Fuzzland Uncovers Insider Who Raked in $2M Bedrock UniBTC Hack
Fuzzland, a contract analytics firm, has revealed that an insider, a former staff member, hacked into Bedrock’s UniBTC protocol for $2 million last September of 2024.
Insider Used Malware and Social Engineering
In a recent published transparency report, Fuzzland analyzed that the attacker leveraged insider access, social engineering, and malware to take advantage of an internally discussed vulnerability. The report goes on to detail that the former employee utilized advanced persistent threats and supply chain attacks to avoid detection for weeks.
Fuzzland informed how an attacker had put a backdoor of malicious purpose into engineering workstations, giving the attacker access to confidential data. The vulnerability exploited had initially been revealed in a Dedaub security report but was later declassified following being mistakenly flagged as a false positive.
Following the attack, Fuzzland compensated Bedrock for the $2 million loss and opened a collaborative investigation with cybersecurity company ZeroShadow.

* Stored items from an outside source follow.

//! Routing: account id → shard index → worker handle
//!
//! The shard index is `account_id % registry.count()`, evaluated against
//! the registry's size at call time. The mapping for every account is
//! therefore unstable across membership changes, and no data migrates
//! when it shifts; an account previously served by one worker may be
//! routed to a different worker that never saw its prior writes. That is
//! the system's consistency model, preserved deliberately.

use crate::common::{Error, Result};
use crate::coordinator::registry::{WorkerHandle, WorkerRegistry};
use std::sync::Arc;

/// Shard index for an account against a registry of `worker_count`
/// workers.
///
/// Rust's `%` is a remainder whose sign follows the dividend (the same
/// rule as the source system's language), so a negative account id yields
/// a negative index. Resolution of such an index fails; it is surfaced as
/// an error, never normalized.
pub fn shard_index_for(account_id: i64, worker_count: usize) -> Result<i64> {
    if worker_count == 0 {
        return Err(Error::NoWorkersAvailable);
    }
    Ok(account_id % worker_count as i64)
}

/// Resolves account ids to the worker currently owning their shard.
#[derive(Clone)]
pub struct Router {
    registry: Arc<WorkerRegistry>,
}

impl Router {
    pub fn new(registry: Arc<WorkerRegistry>) -> Self {
        Self { registry }
    }

    /// Owning worker for `account_id`. The registry may change between
    /// the index computation and resolution; a vanished slot fails with
    /// `WorkerUnavailable` rather than routing elsewhere.
    pub fn route(&self, account_id: i64) -> Result<Arc<WorkerHandle>> {
        let index = shard_index_for(account_id, self.registry.count())?;
        self.registry.resolve(index)
    }
}

#[cfg(test)]
mod tests {
    use super::*;

    #[test]
    fn test_shard_index_modulo() {
        assert_eq!(shard_index_for(0, 3).unwrap(), 0);
        assert_eq!(shard_index_for(7, 3).unwrap(), 1);
        assert_eq!(shard_index_for(9, 3).unwrap(), 0);
        assert_eq!(shard_index_for(5, 1).unwrap(), 0);
    }

    #[test]
    fn test_shard_index_deterministic() {
        for id in 0..100 {
            let a = shard_index_for(id, 7).unwrap();
            let b = shard_index_for(id, 7).unwrap();
            assert_eq!(a, b);
        }
    }

    #[test]
    fn test_empty_registry_fails() {
        for id in [0, 1, 42, -3] {
            assert!(matches!(
                shard_index_for(id, 0),
                Err(Error::NoWorkersAvailable)
            ));
        }
    }

    #[test]
    fn test_negative_id_keeps_sign() {
        // Remainder follows the dividend: -7 % 3 == -1. The index is
        // reported as-is and fails resolution downstream.
        assert_eq!(shard_index_for(-7, 3).unwrap(), -1);
        assert_eq!(shard_index_for(-9, 3).unwrap(), 0);
    }

    #[test]
    fn test_mapping_shifts_with_count() {
        // id 5 maps differently under different registry sizes; nothing
        // about the mapping survives a membership change.
        assert_eq!(shard_index_for(5, 2).unwrap(), 1);
        assert_eq!(shard_index_for(5, 3).unwrap(), 2);
        assert_eq!(shard_index_for(5, 4).unwrap(), 1);
    }
}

The company also informed Chinese authorities and the FBI and is now working in partnership with Seal 911 and SlowMist to enhance DeFi security standards.
Fuzzland asserted that no customer or client data were compromised, and the attack only reached a single standalone internal system.
Bedrock Rebounds Despite Exploit
Bedrock, offering synthetic staking products like UniBTC, UniETH, and UnilOTX, confirmed the hack on September 27, 2024. The attacker had drained $2 million worth of liquidity from its decentralized pools.
Despite the hack, Bedrock’s total value locked (TVL) doubled several times—from $240 million in September 2024 to $535 million as of June 2025, according to DeFiLlama.
Crypto Exploits Head Toward Social Engineering
The attack is symptomatic of the larger trend in the crypto universe, as hackers increasingly resort to social engineering instead of outright smart contract exploits.
According to its June 2025 report, CertiK puts the estimate that over $2.1 billion has been stolen in crypto attacks so far this year—largely through phishing and wallet exploits. The trend represents a shift in hacker strategy, according to CertiK co-founder Ronghui Gu, and underscores the need for human-centric security measures.